The immune system naturally protects the brain, exerting a key role in brain health including as a source of neurotrophic factors released by T lymphocytes (Filiano et al., 2017). But a fine line exists, qualified by inflammation, and the growing global epidemic of dementia is linked to inflammatory brain disease – coined “inflammaging”. Here normal neuro-protective immunity becomes suppressed in favour of chronic inflammatory immunity (Metcalfe et al., 2017). Key questions arise: can neuro-protective immunity be preserved during aging? Is inflammaging reversible? If yes, how can recovery be favoured? Some answers come from newly recognised regulatory valves in immunity, providing rheostats for cytokine receptor plasticity and revealing master switches accessible to therapeutic modulation: these endogenous switch mechanisms operate to control immune phenotype.
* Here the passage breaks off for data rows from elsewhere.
use std::collections::HashMap;

use crate::object::Object;

/// Handle to a frame in [Environments]. Closures hold one of these instead
/// of owning their frame, so closures that capture each other form no
/// ownership cycle.
#[derive(Debug, Clone, Copy, PartialEq, Eq, PartialOrd, Ord, Hash)]
pub struct EnvId(usize);

#[derive(Debug, Default)]
struct Frame {
    bindings: HashMap<String, Object>,
    outer: Option<EnvId>,
}

/// Arena holding every scope frame of a session. Frames are only ever added
/// on top; [Environments::release] drops a suffix once nothing can reach it
/// any more, and the whole arena goes away with the session.
#[derive(Debug)]
pub struct Environments {
    frames: Vec<Frame>,
}

impl Default for Environments {
    fn default() -> Self {
        Self::new()
    }
}

impl Environments {
    pub fn new() -> Self {
        Self { frames: vec![Frame::default()] }
    }

    pub fn global(&self) -> EnvId {
        EnvId(0)
    }

    pub fn new_enclosed(&mut self, outer: EnvId) -> EnvId {
        self.frames.push(Frame { bindings: HashMap::new(), outer: Some(outer) });
        EnvId(self.frames.len() - 1)
    }

    /// Look a name up in `env`, then in each enclosing frame in turn.
    pub fn get(&self, env: EnvId, name: &str) -> Option<Object> {
        let mut current = Some(env);

        while let Some(EnvId(index)) = current {
            let frame = self.frames.get(index)?;
            if let Some(value) = frame.bindings.get(name) {
                return Some(value.clone());
            }
            current = frame.outer;
        }

        None
    }

    /// Bind `name` in `env` itself, shadowing any binding of an outer frame.
    pub fn set(&mut self, env: EnvId, name: impl Into<String>, value: Object) {
        if let Some(frame) = self.frames.get_mut(env.0) {
            frame.bindings.insert(name.into(), value);
        }
    }

    /// Drop `from` and every frame created after it. The global frame is
    /// never released.
    pub(crate) fn release(&mut self, from: EnvId) {
        self.frames.truncate(from.0.max(1));
    }

    pub fn len(&self) -> usize {
        self.frames.len()
    }

    // Never true while the global frame exists; paired with `len`
    pub fn is_empty(&self) -> bool {
        self.frames.is_empty()
    }
}

#[cfg(test)]
mod tests {
    use pretty_assertions::assert_eq;

    use super::*;

    #[test]
    fn lookup_walks_outward() {
        let mut environments = Environments::new();
        let global = environments.global();
        environments.set(global, "x", Object::Integer(1));

        let inner = environments.new_enclosed(global);
        environments.set(inner, "y", Object::Integer(2));

        assert_eq!(environments.get(inner, "x"), Some(Object::Integer(1)));
        assert_eq!(environments.get(inner, "y"), Some(Object::Integer(2)));
        assert_eq!(environments.get(global, "y"), None);
        assert_eq!(environments.get(inner, "z"), None);
    }

    #[test]
    fn shadowing_is_local_to_the_frame() {
        let mut environments = Environments::new();
        let global = environments.global();
        environments.set(global, "x", Object::Integer(1));

        let inner = environments.new_enclosed(global);
        environments.set(inner, "x", Object::Integer(10));

        assert_eq!(environments.get(inner, "x"), Some(Object::Integer(10)));
        assert_eq!(environments.get(global, "x"), Some(Object::Integer(1)));
    }

    #[test]
    fn release_keeps_older_frames() {
        let mut environments = Environments::new();
        let global = environments.global();
        let first = environments.new_enclosed(global);
        let second = environments.new_enclosed(first);
        environments.new_enclosed(second);

        environments.release(second);
        assert_eq!(environments.len(), 2);

        environments.release(global);
        assert_eq!(environments.len(), 1);
        assert!(!environments.is_empty());
    }
}
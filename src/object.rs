use core::fmt;
use std::{collections::HashMap, rc::Rc};

use itertools::Itertools;

use crate::{
    ast::{BlockStatement, Identifier},
    environment::EnvId,
};

#[derive(Debug, Clone, Copy, PartialEq, Eq, Hash)]
pub enum ObjectType {
    Integer,
    Boolean,
    String,
    Null,
    Array,
    Hash,
    Error,
    Function,
    Builtin,
}

impl fmt::Display for ObjectType {
    fn fmt(&self, f: &mut fmt::Formatter<'_>) -> fmt::Result {
        f.write_str(match self {
            Self::Integer => "INTEGER",
            Self::Boolean => "BOOLEAN",
            Self::String => "STRING",
            Self::Null => "NULL",
            Self::Array => "ARRAY",
            Self::Hash => "HASH",
            Self::Error => "ERROR",
            Self::Function => "FUNCTION",
            Self::Builtin => "BUILTIN",
        })
    }
}

/// The subset of values usable as hash keys. Equal values always produce
/// equal keys, so lookups go by value rather than identity.
#[derive(Debug, Clone, PartialEq, Eq, Hash, PartialOrd, Ord)]
pub enum HashKey {
    Integer(i64),
    Boolean(bool),
    String(Rc<str>),
}

#[derive(Debug, Clone, PartialEq)]
pub struct HashPair {
    pub key: Object,
    pub value: Object,
}

pub type BuiltinFunction = fn(Vec<Object>) -> Object;

#[derive(Clone, Copy)]
pub struct Builtin {
    pub name: &'static str,
    pub function: BuiltinFunction,
}

impl fmt::Debug for Builtin {
    fn fmt(&self, f: &mut fmt::Formatter<'_>) -> fmt::Result {
        write!(f, "Builtin({})", self.name)
    }
}

// Builtin names are unique, so the name identifies the function
impl PartialEq for Builtin {
    fn eq(&self, other: &Self) -> bool {
        self.name == other.name
    }
}

/// A closure: the literal's parameters and body plus the frame it was
/// evaluated in.
#[derive(Debug, PartialEq)]
pub struct Function {
    pub parameters: Rc<[Identifier]>,
    pub body: Rc<BlockStatement>,
    pub env: EnvId,
}

// Value produced by evaluation. Aggregates are reference counted so copying
// an object around is cheap; the language has no way to mutate them in place
#[derive(Debug, Clone, PartialEq)]
pub enum Object {
    Integer(i64),
    Boolean(bool),
    String(Rc<str>),
    Null,
    Array(Rc<Vec<Object>>),
    Hash(Rc<HashMap<HashKey, HashPair>>),
    Error(String),
    Function(Rc<Function>),
    Builtin(Builtin),
}

impl Object {
    pub fn object_type(&self) -> ObjectType {
        match self {
            Self::Integer(_) => ObjectType::Integer,
            Self::Boolean(_) => ObjectType::Boolean,
            Self::String(_) => ObjectType::String,
            Self::Null => ObjectType::Null,
            Self::Array(_) => ObjectType::Array,
            Self::Hash(_) => ObjectType::Hash,
            Self::Error(_) => ObjectType::Error,
            Self::Function(_) => ObjectType::Function,
            Self::Builtin(_) => ObjectType::Builtin,
        }
    }

    pub fn inspect(&self) -> String {
        self.to_string()
    }

    /// Only `false` and `null` are falsy.
    pub fn is_truthy(&self) -> bool {
        !matches!(self, Self::Boolean(false) | Self::Null)
    }

    pub fn hash_key(&self) -> Option<HashKey> {
        match self {
            Self::Integer(value) => Some(HashKey::Integer(*value)),
            Self::Boolean(value) => Some(HashKey::Boolean(*value)),
            Self::String(value) => Some(HashKey::String(value.clone())),
            _ => None,
        }
    }

    /// Identity comparison as seen by `==` on values other than integers and
    /// strings. Booleans and null compare by value, aggregates by the
    /// allocation they share.
    pub fn is_identical(&self, other: &Self) -> bool {
        match (self, other) {
            (Self::Boolean(a), Self::Boolean(b)) => a == b,
            (Self::Null, Self::Null) => true,
            (Self::Array(a), Self::Array(b)) => Rc::ptr_eq(a, b),
            (Self::Hash(a), Self::Hash(b)) => Rc::ptr_eq(a, b),
            (Self::Function(a), Self::Function(b)) => Rc::ptr_eq(a, b),
            (Self::Builtin(a), Self::Builtin(b)) => a == b,
            _ => false,
        }
    }

    pub(crate) fn string(value: impl Into<Rc<str>>) -> Self {
        Self::String(value.into())
    }

    pub(crate) fn array(elements: Vec<Object>) -> Self {
        Self::Array(Rc::new(elements))
    }
}

impl fmt::Display for Object {
    fn fmt(&self, f: &mut fmt::Formatter<'_>) -> fmt::Result {
        match self {
            Self::Integer(value) => write!(f, "{}", value),
            Self::Boolean(value) => write!(f, "{}", value),
            Self::String(value) => f.write_str(value),
            Self::Null => f.write_str("NULL"),
            Self::Array(elements) => write!(f, "[{}]", elements.iter().join(", ")),
            Self::Hash(pairs) => {
                let pairs = pairs.iter()
                    .sorted_by(|(a, _), (b, _)| a.cmp(b))
                    .map(|(_, pair)| format!("{}: {}", pair.key, pair.value))
                    .join(", ");
                write!(f, "{{{}}}", pairs)
            }
            Self::Error(message) => write!(f, "ERROR: {}", message),
            Self::Function(function) => write!(f, "fn({}) {}", function.parameters.iter().join(", "), function.body),
            Self::Builtin(_) => f.write_str("builtin function"),
        }
    }
}
use crate::{
    ast::Program,
    environment::EnvId,
    error::MonkeyError,
    interpreter::{evaluate_program, Runtime},
    object::Object,
    parser::parse,
};

const MAX_CALL_DEPTH_VAR: &str = "MONKEY_MAX_CALL_DEPTH";

#[derive(Debug, Clone, Copy, PartialEq, Eq)]
pub struct Config {
    /// Number of nested function calls after which evaluation fails with an
    /// error instead of recursing further.
    pub max_call_depth: usize,
}

impl Default for Config {
    fn default() -> Self {
        Self { max_call_depth: 2048 }
    }
}

impl Config {
    /// Default configuration, with `MONKEY_MAX_CALL_DEPTH` taking precedence
    /// when it is set to a number.
    pub fn from_env() -> Self {
        let mut config = Self::default();

        if let Ok(value) = std::env::var(MAX_CALL_DEPTH_VAR) {
            match value.trim().parse() {
                Ok(depth) => config.max_call_depth = depth,
                Err(error) => tracing::warn!(%value, %error, "ignoring invalid {}", MAX_CALL_DEPTH_VAR),
            }
        }

        config
    }
}

/// An evaluation session. Top level bindings made by one call are visible to
/// every later call, which is what the REPL builds on.
///
/// Parsed programs are not retained: function objects share their body with
/// the syntax tree through reference counting.
#[derive(Debug)]
pub struct EvaluationContext {
    runtime: Runtime,
    env: EnvId,
}

impl Default for EvaluationContext {
    fn default() -> Self {
        Self::new()
    }
}

impl EvaluationContext {
    pub fn new() -> Self {
        Self::with_config(Config::default())
    }

    pub fn with_config(config: Config) -> Self {
        let runtime = Runtime::new(config.max_call_depth);
        let env = runtime.environments.global();
        Self { runtime, env }
    }

    /// Parse and evaluate `input`. Parse errors prevent evaluation entirely;
    /// runtime failures come back as `Ok(Object::Error(..))`.
    pub fn evaluate_str(&mut self, input: &str) -> Result<Object, MonkeyError> {
        let (program, errors) = parse(input);
        if !errors.is_empty() {
            return Err(MonkeyError::Parse(errors));
        }

        Ok(self.evaluate_program(&program))
    }

    pub fn evaluate_program(&mut self, program: &Program) -> Object {
        evaluate_program(program, self.env, &mut self.runtime)
    }

    pub fn runtime(&self) -> &Runtime {
        &self.runtime
    }
}

#[cfg(test)]
mod tests {
    use pretty_assertions::assert_eq;

    use super::*;

    #[test]
    fn bindings_persist_between_inputs() {
        let mut context = EvaluationContext::new();

        assert_eq!(context.evaluate_str("let x = 5;").unwrap(), Object::Null);
        assert_eq!(context.evaluate_str("let double = fn(n) { n * 2 };").unwrap(), Object::Null);
        assert_eq!(context.evaluate_str("double(x)").unwrap(), Object::Integer(10));
    }

    #[test]
    fn sessions_are_independent() {
        let mut first = EvaluationContext::new();
        let mut second = EvaluationContext::new();

        first.evaluate_str("let x = 1;").unwrap();
        assert_eq!(second.evaluate_str("x").unwrap(), Object::Error("identifier not found: x".into()));
    }

    #[test]
    fn parse_errors_are_reported_together() {
        let mut context = EvaluationContext::new();
        let error = context.evaluate_str("let = 1; let y 2;").unwrap_err();

        assert_eq!(error, MonkeyError::Parse(vec![
            "expected next token to be IDENT, got = instead".to_owned(),
            "expected next token to be =, got INT instead".to_owned(),
        ]));
        assert_eq!(
            error.to_string(),
            "parser errors:\n\texpected next token to be IDENT, got = instead\n\texpected next token to be =, got INT instead",
        );
    }

    #[test]
    fn evaluates_parsed_programs() {
        let (program, errors) = parse("let a = [1, 2]; len(a)");
        assert!(errors.is_empty());

        let mut context = EvaluationContext::new();
        assert_eq!(context.evaluate_program(&program), Object::Integer(2));
    }

    #[test]
    fn default_config() {
        assert_eq!(Config::default().max_call_depth, 2048);
        assert_eq!(EvaluationContext::default().runtime().environments.len(), 1);
    }
}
Supported by data at the single cell level (Wilmes et al., 2015; Giese et al., 2005) the concept of receptor rheostats is linked to ubiquitin-mediated regulation: namely USP18 acting on interferon IFNα2/IFNβ signalling in innate immunity (Wilmes et al., 2015) and the RINGv E3-ligase RNF177 - known as “MARCH7” - regulating the LIF/IL-6 signalling axis in adaptive immunity (Gao et al., 2009). Overall, for therapy, the need is to target inappropriate inflammation, be it innate immunity or adaptive immunity, and to break any vicious cycle of inflammatory cascade between the two.